Other benefits of 5G SBA architecture
We can add also, that the 3GPP decided to change the standard of signaling for the control plane into HTTP/2 over TCP/IP and exchange of information composed of JSON payload (11). It is another BIG fundamental change, giving telecom vendors and operators access to wisely used for years. Tools, software libraries, and programming solutions from the IT software development market.
It is a revolutionary change from “closed, strictly defined core network nodes/elements architecture” towards modern software-defined architecture utilizing service-based applications communicating with each other (not always, however) over RESTfull interfaces. It allows building multi-layer clouds typically dividing it into central, regional to local cloud systems (EDGE computing in 3GPP called Multi-access Edge Computing – MEC).
Benefits of SBA architecture
What are the practical arguments for each of the assumptions (numbers refer to the previous counting):
UP and CP separation
1. Separation of UP and CP let the operator implement multi-layer infrastructure, which will be critical to delivering low latency solutions for mMTC and URLLC cases. As I already mentioned, the core network must be much faster than today delivered solutions from mobile operators and ISP providers. It will be possible only in case of pushing the Network Functions and applications into the EDGE of the network, working locally, and delivering locally.
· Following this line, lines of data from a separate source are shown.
use axum::body::to_bytes;
use axum::http::{HeaderValue, header};

use super::*;
use crate::state::test_helpers::{BROKEN_COOKIE, GOOD_BEARER, spawn_fake_profile_service, test_app_state};

async fn json_body(resp: Response) -> serde_json::Value {
    let bytes = to_bytes(resp.into_body(), usize::MAX).await.unwrap();
    serde_json::from_slice(&bytes).unwrap()
}

fn bearer_headers() -> HeaderMap {
    let mut headers = HeaderMap::new();
    headers.insert(header::AUTHORIZATION, HeaderValue::from_static(GOOD_BEARER));
    headers
}

fn change_query(raw: Option<&str>) -> Query<ChangePaymentMethodQuery> {
    Query(ChangePaymentMethodQuery { payment_method: raw.map(str::to_owned) })
}

// =============================================================================
// Error mapping
// =============================================================================

#[test]
fn profile_error_to_status_passes_rejected_status_through() {
    let err = ProfileError::Rejected { status: 402, message: "Card declined".to_owned() };
    assert_eq!(profile_error_to_status(&err), StatusCode::PAYMENT_REQUIRED);
}

#[test]
fn profile_error_to_status_maps_transport_and_parse_to_bad_gateway() {
    assert_eq!(profile_error_to_status(&ProfileError::Upstream("refused".to_owned())), StatusCode::BAD_GATEWAY);
    assert_eq!(profile_error_to_status(&ProfileError::Parse("eof".to_owned())), StatusCode::BAD_GATEWAY);
}

#[test]
fn profile_error_to_status_invalid_upstream_status_is_bad_gateway() {
    let err = ProfileError::Rejected { status: 42, message: "odd".to_owned() };
    assert_eq!(profile_error_to_status(&err), StatusCode::BAD_GATEWAY);
}

// =============================================================================
// GET /api/user/profile/payment
// =============================================================================

#[tokio::test]
async fn payment_profile_relays_typed_profile() {
    let state = test_app_state(&spawn_fake_profile_service().await);

    let resp = payment_profile(State(state), bearer_headers()).await;

    assert_eq!(resp.status(), StatusCode::OK);
    let body = json_body(resp).await;
    assert_eq!(body["username"], "alice");
    assert_eq!(body["defaultPaymentMethod"], "card_A");
    assert_eq!(body["user"]["email"], "alice@example.com");
    assert!(body.get("addresses").is_none());
}

#[tokio::test]
async fn payment_profile_passes_backend_rejection_through() {
    let state = test_app_state(&spawn_fake_profile_service().await);

    let resp = payment_profile(State(state), HeaderMap::new()).await;

    assert_eq!(resp.status(), StatusCode::UNAUTHORIZED);
    assert_eq!(json_body(resp).await["message"], "Full authentication is required");
}

#[tokio::test]
async fn payment_profile_malformed_backend_body_is_bad_gateway() {
    let state = test_app_state(&spawn_fake_profile_service().await);
    let mut headers = HeaderMap::new();
    headers.insert(header::COOKIE, HeaderValue::from_static(BROKEN_COOKIE));

    let resp = payment_profile(State(state), headers).await;

    assert_eq!(resp.status(), StatusCode::BAD_GATEWAY);
    assert_eq!(json_body(resp).await["message"], "unexpected response from profile service");
}

#[tokio::test]
async fn payment_profile_unreachable_backend_is_bad_gateway() {
    let state = test_app_state("http://127.0.0.1:1");

    let resp = payment_profile(State(state), bearer_headers()).await;

    assert_eq!(resp.status(), StatusCode::BAD_GATEWAY);
    assert_eq!(json_body(resp).await["message"], "profile service unavailable");
}

// =============================================================================
// PUT /api/user/cart/changepm
// =============================================================================

#[tokio::test]
async fn change_payment_method_returns_confirmed_id_as_json_string() {
    let state = test_app_state(&spawn_fake_profile_service().await);

    let resp = change_payment_method(State(state), bearer_headers(), change_query(Some("card_B"))).await;

    assert_eq!(resp.status(), StatusCode::OK);
    assert_eq!(json_body(resp).await, serde_json::json!("card_B"));
}

#[tokio::test]
async fn change_payment_method_normalizes_plain_text_backend_reply() {
    let state = test_app_state(&spawn_fake_profile_service().await);

    let resp = change_payment_method(State(state), bearer_headers(), change_query(Some("plain_text"))).await;

    assert_eq!(resp.status(), StatusCode::OK);
    assert_eq!(json_body(resp).await, serde_json::json!("credit_card"));
}

#[tokio::test]
async fn change_payment_method_relays_decline_message() {
    let state = test_app_state(&spawn_fake_profile_service().await);

    let resp = change_payment_method(State(state), bearer_headers(), change_query(Some("card_declined"))).await;

    assert_eq!(resp.status(), StatusCode::PAYMENT_REQUIRED);
    assert_eq!(json_body(resp).await["message"], "Card declined");
}

#[tokio::test]
async fn change_payment_method_requires_selection() {
    let state = test_app_state("http://127.0.0.1:1");

    for raw in [None, Some(""), Some("  ")] {
        let resp = change_payment_method(State(state.clone()), bearer_headers(), change_query(raw)).await;
        assert_eq!(resp.status(), StatusCode::BAD_REQUEST, "expected 400 for {raw:?}");
        assert_eq!(json_body(resp).await["message"], "paymentMethod is required");
    }
}
//! Reusable UI component modules.
//!
//! SYSTEM CONTEXT
//! ==============
//! Components render profile chrome and input surfaces; they take state and
//! callbacks as props and leave orchestration to `pages`.

pub mod payment_selector;
pub mod profile_layout;
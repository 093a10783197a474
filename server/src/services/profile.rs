//! Profile service client: reads the account's payment profile and changes
//! its default payment method on the upstream backend.
//!
//! DESIGN
//! ======
//! The browser's credentials are forwarded verbatim; this server holds no
//! session state of its own. Responses are decoded into the same typed DTOs
//! the client uses so the proxy only ever emits well-formed bodies.

use std::time::Duration;

use axum::http::{HeaderMap, header};
use client::net::types::{PaymentMethodId, PaymentProfile, decode_payment_method, error_message_from_body};

const PAYMENT_PROFILE_PATH: &str = "/user/profile/payment";
const CHANGE_PAYMENT_METHOD_PATH: &str = "/user/cart/changepm";

#[derive(Debug, Clone, Copy, PartialEq, Eq)]
pub struct ProfileTimeouts {
    pub request_secs: u64,
    pub connect_secs: u64,
}

/// Errors produced by profile service calls.
#[derive(Debug, thiserror::Error)]
pub enum ProfileError {
    /// The underlying HTTP client could not be constructed.
    #[error("HTTP client build failed: {0}")]
    HttpClientBuild(String),

    /// The request never produced a response (connect, timeout, body read).
    #[error("profile service request failed: {0}")]
    Upstream(String),

    /// The profile service answered with a non-success status.
    #[error("{message}")]
    Rejected { status: u16, message: String },

    /// The success body did not match the expected shape.
    #[error("profile service response parse failed: {0}")]
    Parse(String),
}

/// Browser credentials relayed to the profile service.
#[derive(Debug, Clone, Default, PartialEq, Eq)]
pub struct ForwardedAuth {
    pub authorization: Option<String>,
    pub cookie: Option<String>,
}

impl ForwardedAuth {
    #[must_use]
    pub fn from_headers(headers: &HeaderMap) -> Self {
        let read = |name: header::HeaderName| {
            headers
                .get(name)
                .and_then(|v| v.to_str().ok())
                .map(str::to_owned)
        };
        Self { authorization: read(header::AUTHORIZATION), cookie: read(header::COOKIE) }
    }

    fn apply(&self, mut req: reqwest::RequestBuilder) -> reqwest::RequestBuilder {
        if let Some(authorization) = &self.authorization {
            req = req.header(reqwest::header::AUTHORIZATION, authorization);
        }
        if let Some(cookie) = &self.cookie {
            req = req.header(reqwest::header::COOKIE, cookie);
        }
        req
    }
}

/// HTTP client bound to one profile service base URL.
#[derive(Clone)]
pub struct ProfileClient {
    http: reqwest::Client,
    base_url: String,
}

impl ProfileClient {
    /// Build a client for `base_url` with the given timeouts.
    ///
    /// # Errors
    ///
    /// Returns [`ProfileError::HttpClientBuild`] if the TLS backend fails to initialize.
    pub fn new(base_url: &str, timeouts: ProfileTimeouts) -> Result<Self, ProfileError> {
        let http = reqwest::Client::builder()
            .timeout(Duration::from_secs(timeouts.request_secs))
            .connect_timeout(Duration::from_secs(timeouts.connect_secs))
            .build()
            .map_err(|e| ProfileError::HttpClientBuild(e.to_string()))?;
        Ok(Self { http, base_url: base_url.trim_end_matches('/').to_owned() })
    }

    #[must_use]
    pub fn base_url(&self) -> &str {
        &self.base_url
    }

    fn url(&self, path: &str) -> String {
        format!("{}{path}", self.base_url)
    }

    /// `GET /user/profile/payment` on behalf of the caller.
    ///
    /// # Errors
    ///
    /// Returns [`ProfileError::Upstream`] on transport failure,
    /// [`ProfileError::Rejected`] for non-success statuses, and
    /// [`ProfileError::Parse`] for malformed bodies.
    pub async fn fetch_payment_profile(&self, auth: &ForwardedAuth) -> Result<PaymentProfile, ProfileError> {
        let req = auth.apply(self.http.get(self.url(PAYMENT_PROFILE_PATH)));
        let body = send_for_body(req).await?;
        serde_json::from_str(&body).map_err(|e| ProfileError::Parse(e.to_string()))
    }

    /// `PUT /user/cart/changepm?paymentMethod=<id>` on behalf of the caller.
    ///
    /// Returns the identifier the service confirmed.
    ///
    /// # Errors
    ///
    /// Same taxonomy as [`ProfileClient::fetch_payment_profile`].
    pub async fn change_payment_method(
        &self,
        auth: &ForwardedAuth,
        selection: &PaymentMethodId,
    ) -> Result<PaymentMethodId, ProfileError> {
        let req = self
            .http
            .put(self.url(CHANGE_PAYMENT_METHOD_PATH))
            .query(&[(client::net::api::PAYMENT_METHOD_PARAM, selection.as_str())]);
        let body = send_for_body(auth.apply(req)).await?;
        decode_payment_method(&body).map_err(|e| ProfileError::Parse(e.to_string()))
    }
}

async fn send_for_body(req: reqwest::RequestBuilder) -> Result<String, ProfileError> {
    let resp = req.send().await.map_err(|e| ProfileError::Upstream(e.to_string()))?;
    let status = resp.status();
    let body = resp.text().await.map_err(|e| ProfileError::Upstream(e.to_string()))?;
    if !status.is_success() {
        let status = status.as_u16();
        return Err(ProfileError::Rejected { status, message: error_message_from_body(status, &body) });
    }
    Ok(body)
}

#[cfg(test)]
#[path = "profile_test.rs"]
mod tests;
//! # client
//!
//! Leptos + WASM frontend for the storefront account area: the maintenance
//! placeholder and the payment-method management page.
//!
//! This crate contains pages, components, view state, and the typed REST
//! client for the profile service. The `server` crate renders it with SSR
//! and reuses `net::types` to normalize proxied responses.

pub mod app;
pub mod components;
pub mod net;
pub mod pages;
pub mod state;
pub mod util;

/// WASM entry point: hydrate the server-rendered body.
#[cfg(feature = "hydrate")]
#[wasm_bindgen::prelude::wasm_bindgen]
pub fn hydrate() {
    console_error_panic_hook::set_once();
    let _ = console_log::init_with_level(log::Level::Debug);
    leptos::mount::hydrate_body(app::App);
}
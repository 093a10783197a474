//! Per-mount view state for the payment-method page.
//!
//! DESIGN
//! ======
//! `saved` only ever changes from a server-confirmed response, never
//! optimistically. `saving` gates `begin_save` so a second click while a
//! request is in flight cannot submit twice.

#[cfg(test)]
#[path = "payment_test.rs"]
mod payment_test;

use crate::net::types::{ApiError, PaymentMethodId, PaymentProfile};

/// Local state for one mount of the payment-method page.
#[derive(Clone, Debug, Default, PartialEq)]
pub struct PaymentViewState {
    /// Last payment method the server confirmed.
    pub saved: Option<PaymentMethodId>,
    /// The user's in-progress choice.
    pub pending: Option<PaymentMethodId>,
    /// Last error text, empty when there is none.
    pub error: String,
    /// A change request is in flight.
    pub saving: bool,
}

impl PaymentViewState {
    /// Seed both the saved and pending values from loader data.
    #[must_use]
    pub fn from_profile(profile: &PaymentProfile) -> Self {
        Self {
            saved: profile.default_payment_method.clone(),
            pending: profile.default_payment_method.clone(),
            ..Self::default()
        }
    }

    /// Record a selector change. Blank identifiers clear the selection.
    pub fn select(&mut self, id: PaymentMethodId) {
        self.pending = Some(id).filter(|id| !id.is_blank());
    }

    /// Whether the save control should be enabled.
    #[must_use]
    pub fn can_save(&self) -> bool {
        if self.saving {
            return false;
        }
        match &self.pending {
            Some(pending) if !pending.is_blank() => self.saved.as_ref() != Some(pending),
            _ => false,
        }
    }

    /// Mark a save as in flight and hand back the selection to submit.
    ///
    /// Returns `None` (and changes nothing) when saving is not allowed.
    pub fn begin_save(&mut self) -> Option<PaymentMethodId> {
        if !self.can_save() {
            return None;
        }
        self.saving = true;
        self.pending.clone()
    }

    /// Apply the server's answer to a change request.
    ///
    /// Success replaces `saved` and clears the error. Failure keeps `saved`
    /// and `pending` as they were and stores the server's message.
    pub fn finish_save(&mut self, result: Result<PaymentMethodId, ApiError>) {
        self.saving = false;
        match result {
            Ok(confirmed) => {
                self.saved = Some(confirmed);
                self.error.clear();
            }
            Err(e) => self.error = e.to_string(),
        }
    }
}
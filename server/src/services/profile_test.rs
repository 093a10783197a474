use axum::http::HeaderValue;

use super::*;
use crate::state::test_helpers::{GOOD_BEARER, GOOD_COOKIE, spawn_fake_profile_service};

fn timeouts() -> ProfileTimeouts {
    ProfileTimeouts { request_secs: 5, connect_secs: 2 }
}

fn bearer() -> ForwardedAuth {
    ForwardedAuth { authorization: Some(GOOD_BEARER.to_owned()), cookie: None }
}

// =============================================================================
// ForwardedAuth
// =============================================================================

#[test]
fn forwarded_auth_reads_authorization_and_cookie() {
    let mut headers = HeaderMap::new();
    headers.insert(header::AUTHORIZATION, HeaderValue::from_static("Bearer abc"));
    headers.insert(header::COOKIE, HeaderValue::from_static("session=xyz; theme=dark"));
    let auth = ForwardedAuth::from_headers(&headers);
    assert_eq!(auth.authorization.as_deref(), Some("Bearer abc"));
    assert_eq!(auth.cookie.as_deref(), Some("session=xyz; theme=dark"));
}

#[test]
fn forwarded_auth_empty_without_headers() {
    assert_eq!(ForwardedAuth::from_headers(&HeaderMap::new()), ForwardedAuth::default());
}

#[test]
fn new_trims_trailing_slash() {
    let client = ProfileClient::new("http://profile.internal/", timeouts()).unwrap();
    assert_eq!(client.base_url(), "http://profile.internal");
    assert_eq!(client.url(PAYMENT_PROFILE_PATH), "http://profile.internal/user/profile/payment");
}

// =============================================================================
// fetch_payment_profile
// =============================================================================

#[tokio::test]
async fn fetch_payment_profile_decodes_profile() {
    let base = spawn_fake_profile_service().await;
    let client = ProfileClient::new(&base, timeouts()).unwrap();

    let profile = client.fetch_payment_profile(&bearer()).await.unwrap();

    assert_eq!(profile.username, "alice");
    assert_eq!(profile.default_payment_method, Some(PaymentMethodId::from("card_A")));
    assert_eq!(profile.display_name(), "Alice");
}

#[tokio::test]
async fn fetch_payment_profile_forwards_cookie() {
    let base = spawn_fake_profile_service().await;
    let client = ProfileClient::new(&base, timeouts()).unwrap();
    let auth = ForwardedAuth { authorization: None, cookie: Some(GOOD_COOKIE.to_owned()) };

    assert!(client.fetch_payment_profile(&auth).await.is_ok());
}

#[tokio::test]
async fn fetch_payment_profile_without_credentials_is_rejected() {
    let base = spawn_fake_profile_service().await;
    let client = ProfileClient::new(&base, timeouts()).unwrap();

    let err = client.fetch_payment_profile(&ForwardedAuth::default()).await.unwrap_err();

    match err {
        ProfileError::Rejected { status, message } => {
            assert_eq!(status, 401);
            assert_eq!(message, "Full authentication is required");
        }
        other => panic!("expected Rejected, got {other:?}"),
    }
}

#[tokio::test]
async fn fetch_payment_profile_unreachable_is_upstream_error() {
    let client = ProfileClient::new("http://127.0.0.1:1", timeouts()).unwrap();
    let err = client.fetch_payment_profile(&bearer()).await.unwrap_err();
    assert!(matches!(err, ProfileError::Upstream(_)), "got {err:?}");
}

// =============================================================================
// change_payment_method
// =============================================================================

#[tokio::test]
async fn change_payment_method_returns_confirmed_id() {
    let base = spawn_fake_profile_service().await;
    let client = ProfileClient::new(&base, timeouts()).unwrap();

    let confirmed = client
        .change_payment_method(&bearer(), &PaymentMethodId::from("card_B"))
        .await
        .unwrap();

    assert_eq!(confirmed, PaymentMethodId::from("card_B"));
}

#[tokio::test]
async fn change_payment_method_accepts_plain_text_body() {
    let base = spawn_fake_profile_service().await;
    let client = ProfileClient::new(&base, timeouts()).unwrap();

    let confirmed = client
        .change_payment_method(&bearer(), &PaymentMethodId::from("plain_text"))
        .await
        .unwrap();

    assert_eq!(confirmed, PaymentMethodId::from("credit_card"));
}

#[tokio::test]
async fn change_payment_method_surfaces_decline_message() {
    let base = spawn_fake_profile_service().await;
    let client = ProfileClient::new(&base, timeouts()).unwrap();

    let err = client
        .change_payment_method(&bearer(), &PaymentMethodId::from("card_declined"))
        .await
        .unwrap_err();

    assert_eq!(err.to_string(), "Card declined");
}

#[tokio::test]
async fn change_payment_method_synthesizes_message_for_bare_failure() {
    let base = spawn_fake_profile_service().await;
    let client = ProfileClient::new(&base, timeouts()).unwrap();

    let err = client
        .change_payment_method(&bearer(), &PaymentMethodId::from("server_error"))
        .await
        .unwrap_err();

    assert!(matches!(err, ProfileError::Rejected { status: 500, .. }));
    assert_eq!(err.to_string(), "request failed: 500");
}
It does not mean only access to the internet, as eMBB is a separate issue. If we understand that URLLC cases like Industry 4.0 or V2X between vehicle communication require control over fast-responding applications, we need to put the applications as close to the geographical location of the customer, as possible. Examples: City infrastructure (V2I) to aim to communicate with all vehicles (V2V) and pedestrians (V2P) will require more than one local MEC system, due to its size.
We can imagine a few concentrated Virtual RAN systems covering parts of the city, each requiring separate MEC support. The movement of the vehicle in the city, and changing the Virtual RAN zones requires inter-MEC communication, and here the separation of UP and CP delivers support.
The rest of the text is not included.